(Material provided)
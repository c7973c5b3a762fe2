use std::sync::Arc;
use std::thread;
use std::time::{Duration, Instant};

use vehicle_comms::config::Config;
use vehicle_comms::local_engine::LocalEngine;

/// Filling the ring to capacity must block the next send until a consumer
/// drains at least one slot, never drop the message or return an error.
#[test]
fn send_blocks_on_a_full_ring_until_drained() {
    let mut config = Config::default().with_suffix("backpressure");
    config.ring_capacity = 2;

    let producer = Arc::new(LocalEngine::start(&config).unwrap());
    let consumer = Arc::new(LocalEngine::start(&config).unwrap());

    producer.send(1, b"a").unwrap();
    producer.send(1, b"b").unwrap();

    let blocked_producer = producer.clone();
    let handle = thread::spawn(move || {
        let start = Instant::now();
        blocked_producer.send(1, b"c").unwrap();
        start.elapsed()
    });

    thread::sleep(Duration::from_millis(150));
    assert!(!handle.is_finished(), "send on a full ring must block instead of returning");

    let mut buf = [0u8; 16];
    let mut proto = 0u16;
    let drained = consumer.receive(&mut buf, &mut proto).unwrap();
    assert_eq!(drained, Some(1));
    assert_eq!(&buf[..1], b"a");

    let elapsed = handle.join().unwrap();
    assert!(elapsed < Duration::from_secs(2), "blocked send should unblock promptly once a slot frees up");
}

(Task to complete) Each record above should be given again exactly as it appears.

(Exercise result)
repository c7973c5b3a762fe2
use std::sync::Arc;
use std::thread;
use std::time::{Duration, Instant};

use vehicle_comms::config::Config;
use vehicle_comms::local_engine::LocalEngine;

/// Filling the ring to capacity must block the next send until a consumer
/// drains at least one slot, never drop the message or return an error.
#[test]
fn send_blocks_on_a_full_ring_until_drained() {
    let mut config = Config::default().with_suffix("backpressure");
    config.ring_capacity = 2;

    let producer = Arc::new(LocalEngine::start(&config).unwrap());
    let consumer = Arc::new(LocalEngine::start(&config).unwrap());

    producer.send(1, b"a").unwrap();
    producer.send(1, b"b").unwrap();

    let blocked_producer = producer.clone();
    let handle = thread::spawn(move || {
        let start = Instant::now();
        blocked_producer.send(1, b"c").unwrap();
        start.elapsed()
    });

    thread::sleep(Duration::from_millis(150));
    assert!(!handle.is_finished(), "send on a full ring must block instead of returning");

    let mut buf = [0u8; 16];
    let mut proto = 0u16;
    let drained = consumer.receive(&mut buf, &mut proto).unwrap();
    assert_eq!(drained, Some(1));
    assert_eq!(&buf[..1], b"a");

    let elapsed = handle.join().unwrap();
    assert!(elapsed < Duration::from_secs(2), "blocked send should unblock promptly once a slot frees up");
}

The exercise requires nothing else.